Consider a Less Intense Exercise

Sometimes, opt for less intense activities. If the pollen count or pollution levels are high, skip your usual jog or bike ride and choose a less intense form of exercise.

Protect your eyes and lungs

To block pollen and other irritants from getting into your system during outdoor exercise, some people exercise with a mask or bandanna over their nose and mouth. Another trick is to wear goggles to protect your eyes from irritation from allergens.

Camping with allergies

Talk to your doctor a few weeks before your trip. It may be possible that your doctor can temporarily up your dosage or recommend special medications. If your allergies aren’t serious, pack some over-the-counter medicines. If you have severe allergies or asthma, bring a first aid kit with an extra inhaler, epinephrine injectors and anything else you might need in an emergency. Make sure that your fellow campers know about your condition and tell them who to call and what to do if you experience serious symptoms.

Prepare your body

Eating a tablespoon of locally grown honey each day may build your body’s tolerance to local pollen and might provide some extra assistance.

Pick a good camping spot

Find a grassy spot to set up your tent. If you are allergic to grass, find a cleared area, but avoid stirring up a lot of dirt.

Check out your campsite for ragweed, poison oak or poison ivy and other plants that may cause allergic reactions. Be sure to bring along ointments and medications just in case.

One of the best places to camp for people with allergies is an ocean beach, especially when prevailing winds flow onto land, because of the absence of pollen there.

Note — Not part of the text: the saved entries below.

//! JWT token service implementation.

use chrono::{TimeDelta, Utc};
use jsonwebtoken::{DecodingKey, EncodingKey, Header, Validation, decode, encode};
use serde::{Deserialize, Serialize};

use parley_core::ports::{AuthError, TokenClaims, TokenService};

const DEFAULT_SECRET: &str = "change-me-in-production";
const DEFAULT_ISSUER: &str = "parley-api";

/// JWT token service configuration.
#[derive(Debug, Clone)]
pub struct JwtConfig {
    pub secret: String,
    pub expiration_hours: i64,
    pub issuer: String,
}

impl Default for JwtConfig {
    fn default() -> Self {
        Self {
            secret: DEFAULT_SECRET.to_string(),
            expiration_hours: 24,
            issuer: DEFAULT_ISSUER.to_string(),
        }
    }
}

impl JwtConfig {
    /// Load configuration from environment variables.
    pub fn from_env() -> Self {
        let secret = std::env::var("JWT_SECRET").unwrap_or_else(|_| DEFAULT_SECRET.to_string());

        // Warn if using default secret in production
        if secret == DEFAULT_SECRET {
            let is_production = std::env::var("RUST_ENV")
                .map(|v| v == "production" || v == "prod")
                .unwrap_or(false);

            if is_production {
                tracing::error!(
                    "SECURITY: Using default JWT secret in production! Set JWT_SECRET environment variable."
                );
            } else {
                tracing::warn!("Using default JWT secret. Set JWT_SECRET for production use.");
            }
        }

        Self {
            secret,
            expiration_hours: std::env::var("JWT_EXPIRATION_HOURS")
                .ok()
                .and_then(|s| s.parse().ok())
                .unwrap_or(24),
            issuer: std::env::var("JWT_ISSUER").unwrap_or_else(|_| DEFAULT_ISSUER.to_string()),
        }
    }
}

/// Internal JWT claims structure for serialization.
#[derive(Debug, Serialize, Deserialize)]
struct Claims {
    sub: String, // opaque user id
    #[serde(default)]
    email: String,
    exp: i64,
    iat: i64,
    iss: String,
}

/// JWT-based token service.
pub struct JwtTokenService {
    encoding_key: EncodingKey,
    decoding_key: DecodingKey,
    config: JwtConfig,
}

impl JwtTokenService {
    pub fn new(config: JwtConfig) -> Self {
        let encoding_key = EncodingKey::from_secret(config.secret.as_bytes());
        let decoding_key = DecodingKey::from_secret(config.secret.as_bytes());

        Self {
            encoding_key,
            decoding_key,
            config,
        }
    }
}

impl TokenService for JwtTokenService {
    fn generate_token(&self, user_id: &str, email: &str) -> Result<String, AuthError> {
        let now = Utc::now();
        let exp = now + TimeDelta::hours(self.config.expiration_hours);

        let claims = Claims {
            sub: user_id.to_string(),
            email: email.to_string(),
            exp: exp.timestamp(),
            iat: now.timestamp(),
            iss: self.config.issuer.clone(),
        };

        encode(&Header::default(), &claims, &self.encoding_key)
            .map_err(|e| AuthError::Signing(e.to_string()))
    }

    fn validate_token(&self, token: &str) -> Result<TokenClaims, AuthError> {
        let mut validation = Validation::default();
        validation.set_issuer(&[&self.config.issuer]);

        let token_data = decode::<Claims>(token, &self.decoding_key, &validation).map_err(|e| {
            match e.kind() {
                jsonwebtoken::errors::ErrorKind::ExpiredSignature => AuthError::TokenExpired,
                _ => AuthError::InvalidToken(e.to_string()),
            }
        })?;

        if token_data.claims.sub.trim().is_empty() {
            return Err(AuthError::InvalidToken("empty subject".to_string()));
        }

        Ok(TokenClaims {
            user_id: token_data.claims.sub,
            email: token_data.claims.email,
        })
    }

    fn expiration_seconds(&self) -> i64 {
        self.config.expiration_hours * 3600
    }
}

#[cfg(test)]
mod tests {
    use super::*;

    fn test_config() -> JwtConfig {
        JwtConfig {
            secret: "test-secret-key".to_string(),
            expiration_hours: 1,
            issuer: "test-issuer".to_string(),
        }
    }

    #[test]
    fn test_round_trip_keeps_opaque_user_id() {
        let service = JwtTokenService::new(test_config());

        let token = service
            .generate_token("x8Gk2fQ1", "a@example.com")
            .unwrap();
        let claims = service.validate_token(&token).unwrap();

        assert_eq!(claims.user_id, "x8Gk2fQ1");
        assert_eq!(claims.email, "a@example.com");
    }

    #[test]
    fn test_validate_invalid_token() {
        let service = JwtTokenService::new(test_config());

        let result = service.validate_token("invalid-token");

        assert!(matches!(result.unwrap_err(), AuthError::InvalidToken(_)));
    }

    #[test]
    fn test_validate_wrong_issuer_token() {
        let service1 = JwtTokenService::new(JwtConfig {
            issuer: "issuer1".to_string(),
            ..test_config()
        });
        let service2 = JwtTokenService::new(JwtConfig {
            issuer: "issuer2".to_string(),
            ..test_config()
        });

        let token = service1.generate_token("u1", "a@example.com").unwrap();

        assert!(service2.validate_token(&token).is_err());
    }

    #[test]
    fn test_expired_token() {
        let service = JwtTokenService::new(JwtConfig {
            expiration_hours: -2,
            ..test_config()
        });

        let token = service.generate_token("u1", "a@example.com").unwrap();

        assert!(matches!(
            service.validate_token(&token),
            Err(AuthError::TokenExpired)
        ));
    }

    #[test]
    fn test_expiration_seconds() {
        let service = JwtTokenService::new(JwtConfig {
            expiration_hours: 24,
            ..test_config()
        });

        assert_eq!(service.expiration_seconds(), 86400);
    }
}
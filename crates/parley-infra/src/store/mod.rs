//! Document store implementations.

mod memory;

pub use memory::InMemoryDocumentStore;

/// Random 32-character hex id; never derived from document content.
pub fn generate_document_id() -> String {
    uuid::Uuid::new_v4().simple().to_string()
}
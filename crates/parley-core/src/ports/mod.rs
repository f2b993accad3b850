//! Ports - trait definitions for external dependencies.
//! These are the "interfaces" that infrastructure must implement.

mod auth;
mod document_store;

pub use auth::{AuthError, TokenClaims, TokenService};
pub use document_store::{Direction, Document, DocumentSnapshot, DocumentStore};
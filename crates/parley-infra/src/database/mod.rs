//! Database connection management and the Postgres document store.

mod connections;

#[cfg(feature = "postgres")]
pub mod entity;
#[cfg(feature = "postgres")]
mod postgres_store;

pub use connections::{DatabaseConfig, DatabaseConnections};

#[cfg(feature = "postgres")]
pub use postgres_store::PostgresDocumentStore;

#[cfg(feature = "postgres")]
#[cfg(test)]
mod tests;
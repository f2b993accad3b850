//! Error bodies (RFC 7807 Problem Details).

use serde::{Deserialize, Serialize};

/// RFC 7807 Problem Details for HTTP APIs, extended with a stable `code`.
///
/// See: https://datatracker.ietf.org/doc/html/rfc7807
#[derive(Debug, Clone, Serialize, Deserialize)]
pub struct ErrorResponse {
    /// A URI reference that identifies the problem type.
    #[serde(rename = "type")]
    pub error_type: String,

    /// A short, human-readable summary of the problem type.
    pub title: String,

    /// The HTTP status code.
    pub status: u16,

    /// Machine-readable error kind, e.g. `permission-denied`.
    pub code: String,

    /// A human-readable explanation specific to this occurrence.
    #[serde(skip_serializing_if = "Option::is_none")]
    pub detail: Option<String>,
}

impl ErrorResponse {
    pub fn new(status: u16, title: impl Into<String>, code: impl Into<String>) -> Self {
        Self {
            error_type: "about:blank".to_string(),
            title: title.into(),
            status,
            code: code.into(),
            detail: None,
        }
    }

    pub fn with_detail(mut self, detail: impl Into<String>) -> Self {
        self.detail = Some(detail.into());
        self
    }

    pub fn bad_request(detail: impl Into<String>) -> Self {
        Self::new(400, "Bad Request", "invalid-argument").with_detail(detail)
    }

    pub fn unauthorized() -> Self {
        Self::new(401, "Unauthorized", "unauthenticated")
    }

    pub fn internal_error() -> Self {
        Self::new(500, "Internal Server Error", "internal")
    }
}

#[cfg(test)]
mod tests {
    use super::*;

    #[test]
    fn test_serializes_problem_details() {
        let body = serde_json::to_value(
            ErrorResponse::new(403, "Forbidden", "permission-denied")
                .with_detail("not yours"),
        )
        .unwrap();

        assert_eq!(body["type"], "about:blank");
        assert_eq!(body["status"], 403);
        assert_eq!(body["code"], "permission-denied");
        assert_eq!(body["detail"], "not yours");
    }

    #[test]
    fn test_detail_is_omitted_when_absent() {
        let body = serde_json::to_value(ErrorResponse::unauthorized()).unwrap();
        assert!(body.get("detail").is_none());
    }
}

Campfires can be significant irritants for those with asthma and allergies. When building a fire, make sure that people who have asthma sit farther away and out of the wind so the smoke does not irritate their lungs. It's also a good idea to change your clothes after sitting near the campfire.

Choose the best time of the year for your allergies

People with mold allergies may find that they would be more comfortable camping in a dry area in the summer rather than in damp wooded areas in the fall.  Tree pollens are worse in the early spring, while grasses are most predominant in the late spring and early summers.  Weed pollens take over in late summer and fall.

Check the forecast for pollen count and ozone levels according to the location where you are camping and schedule your trip while the allergens are lowest.

Tent preparation

Try a modern hypoallergenic tent that has reliable flaps.

Air out your equipment before you leave. Look for mold in tents and tarps, and wash off any you see with a hot water and bleach solution.

Because pollen counts are highest in the early morning, it might be wise to sleep with the tent doors and windows at least partially closed.